[Opening PROVIDED RECORDS section]
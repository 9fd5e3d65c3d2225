use detbatch_core::{BBox, DetError, Detection, ImageGeometry, Result};

/// Turns raw RT-DETR style output into detections.
///
/// The model emits one row per query: normalized `cx, cy, w, h` followed by
/// one score per class. Each query contributes at most one detection (its
/// best class), so no NMS is needed.
#[derive(Debug, Clone)]
pub struct DetectionPostprocessor {
    /// Minimum best-class score for a query to be kept.
    confidence_threshold: f32,
    /// Cap on detections per image. `None` keeps all.
    max_detections: Option<usize>,
}

impl DetectionPostprocessor {
    pub fn new() -> Self {
        Self {
            confidence_threshold: 0.5,
            max_detections: None,
        }
    }

    pub fn with_threshold(mut self, threshold: f32) -> Self {
        self.confidence_threshold = threshold;
        self
    }

    pub fn with_max_detections(mut self, max: usize) -> Self {
        self.max_detections = Some(max);
        self
    }

    /// Decode `num_queries` rows of `raw` into detections in original-image
    /// pixels. Query order is preserved.
    pub fn extract_detections(
        &self,
        raw: &[f32],
        num_queries: usize,
        geometry: &ImageGeometry,
    ) -> Result<Vec<Detection>> {
        if num_queries == 0 {
            return Ok(Vec::new());
        }
        let row = raw.len() / num_queries;
        if row <= 4 || row * num_queries != raw.len() {
            return Err(DetError::Inference(format!(
                "output of {} values does not split into {num_queries} query rows",
                raw.len()
            )));
        }

        let max_x = geometry.original_width as f32 - 1.0;
        let max_y = geometry.original_height as f32 - 1.0;
        let in_w = geometry.input_width as f32;
        let in_h = geometry.input_height as f32;
        let lb = &geometry.letterbox;

        let mut detections = Vec::new();
        for query in raw.chunks_exact(row) {
            let (class_id, score) = best_class(&query[4..]);
            if score < self.confidence_threshold {
                continue;
            }

            let (cx, cy, w, h) = (query[0], query[1], query[2], query[3]);
            let (x1, y1) = lb.unmap((cx - w / 2.0) * in_w, (cy - h / 2.0) * in_h);
            let (x2, y2) = lb.unmap((cx + w / 2.0) * in_w, (cy + h / 2.0) * in_h);

            let bbox = BBox::from_corners(
                x1.clamp(0.0, max_x),
                y1.clamp(0.0, max_y),
                x2.clamp(0.0, max_x),
                y2.clamp(0.0, max_y),
            );
            if bbox.width <= 0.0 || bbox.height <= 0.0 {
                continue;
            }

            detections.push(Detection {
                bbox,
                score,
                class_id,
            });
            if self.max_detections.is_some_and(|max| detections.len() >= max) {
                break;
            }
        }

        tracing::trace!(
            queries = num_queries,
            kept = detections.len(),
            threshold = self.confidence_threshold,
            "decoded detections"
        );

        Ok(detections)
    }
}

impl Default for DetectionPostprocessor {
    fn default() -> Self {
        Self::new()
    }
}

/// Arg-max over class scores. Scores must beat the running best strictly,
/// starting from zero, so an all-zero row maps to class 0 with score 0.
fn best_class(scores: &[f32]) -> (u32, f32) {
    let mut best = (0u32, 0.0f32);
    for (class_id, &score) in scores.iter().enumerate() {
        if score > best.1 {
            best = (class_id as u32, score);
        }
    }
    best
}

#[cfg(test)]
mod tests {
    use super::*;
    use detbatch_core::Letterbox;

    fn geometry(w: u32, h: u32) -> ImageGeometry {
        ImageGeometry::stretched(w, h, 640, 640)
    }

    #[test]
    fn decodes_and_scales_to_original() {
        // One query centred in the image covering half of each dimension.
        let raw = [0.5, 0.5, 0.5, 0.5, 0.1, 0.9, 0.2];
        let dets = DetectionPostprocessor::new()
            .with_threshold(0.5)
            .extract_detections(&raw, 1, &geometry(200, 100))
            .unwrap();

        assert_eq!(dets.len(), 1);
        let d = dets[0];
        assert_eq!(d.class_id, 1);
        assert!((d.score - 0.9).abs() < 1e-6);
        assert!((d.bbox.x - 50.0).abs() < 1e-3);
        assert!((d.bbox.y - 25.0).abs() < 1e-3);
        assert!((d.bbox.width - 100.0).abs() < 1e-3);
        assert!((d.bbox.height - 50.0).abs() < 1e-3);
    }

    #[test]
    fn threshold_is_inclusive_and_order_kept() {
        let raw = [
            0.2, 0.2, 0.1, 0.1, 0.5, 0.0, //
            0.8, 0.8, 0.1, 0.1, 0.0, 0.49, //
            0.5, 0.5, 0.1, 0.1, 0.0, 0.7,
        ];
        let dets = DetectionPostprocessor::new()
            .with_threshold(0.5)
            .extract_detections(&raw, 3, &geometry(100, 100))
            .unwrap();
        let classes: Vec<u32> = dets.iter().map(|d| d.class_id).collect();
        assert_eq!(classes, vec![0, 1]);
        assert!(dets[0].bbox.x < dets[1].bbox.x);
    }

    #[test]
    fn boxes_are_clamped_and_degenerate_dropped() {
        let raw = [
            0.0, 0.0, 0.4, 0.4, 0.9, // spills off the top-left corner
            1.5, 1.5, 0.2, 0.2, 0.9, // entirely outside: collapses to a point
        ];
        let dets = DetectionPostprocessor::new()
            .extract_detections(&raw, 2, &geometry(100, 100))
            .unwrap();
        assert_eq!(dets.len(), 1);
        assert_eq!(dets[0].bbox.x, 0.0);
        assert_eq!(dets[0].bbox.y, 0.0);
        assert!((dets[0].bbox.right() - 20.0).abs() < 1e-3);
    }

    #[test]
    fn undoes_letterbox_padding() {
        // 200x100 letterboxed into 200x200: scale 1, 50 px of padding on top.
        let geometry = ImageGeometry {
            original_width: 200,
            original_height: 100,
            input_width: 200,
            input_height: 200,
            letterbox: Letterbox {
                scale_x: 1.0,
                scale_y: 1.0,
                pad_top: 50,
                pad_bottom: 50,
                pad_left: 0,
                pad_right: 0,
            },
        };
        let raw = [0.5, 0.5, 0.2, 0.2, 0.8];
        let dets = DetectionPostprocessor::new()
            .extract_detections(&raw, 1, &geometry)
            .unwrap();
        assert!((dets[0].bbox.x - 80.0).abs() < 1e-3);
        assert!((dets[0].bbox.y - 30.0).abs() < 1e-3);
        assert!((dets[0].bbox.height - 40.0).abs() < 1e-3);
    }

    #[test]
    fn max_detections_caps_output() {
        let raw: Vec<f32> = (0..10)
            .flat_map(|_| [0.5, 0.5, 0.2, 0.2, 0.9])
            .collect();
        let dets = DetectionPostprocessor::new()
            .with_max_detections(3)
            .extract_detections(&raw, 10, &geometry(64, 64))
            .unwrap();
        assert_eq!(dets.len(), 3);
    }

    #[test]
    fn malformed_output_is_an_error() {
        let err = DetectionPostprocessor::new()
            .extract_detections(&[0.0; 9], 2, &geometry(10, 10))
            .unwrap_err();
        assert!(matches!(err, DetError::Inference(_)));
    }
}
[Closing PROVIDED RECORDS section]
YOUR ASSIGNMENT: One inclusive range is required: first line of the data through the line containing "one detection (its". Set it down exactly and output nothing else.

ANSWER TO THE PROBLEM:
repository 9fd5e3d65c3d2225
use detbatch_core::{BBox, DetError, Detection, ImageGeometry, Result};

/// Turns raw RT-DETR style output into detections.
///
/// The model emits one row per query: normalized `cx, cy, w, h` followed by
/// one score per class. Each query contributes at most one detection (its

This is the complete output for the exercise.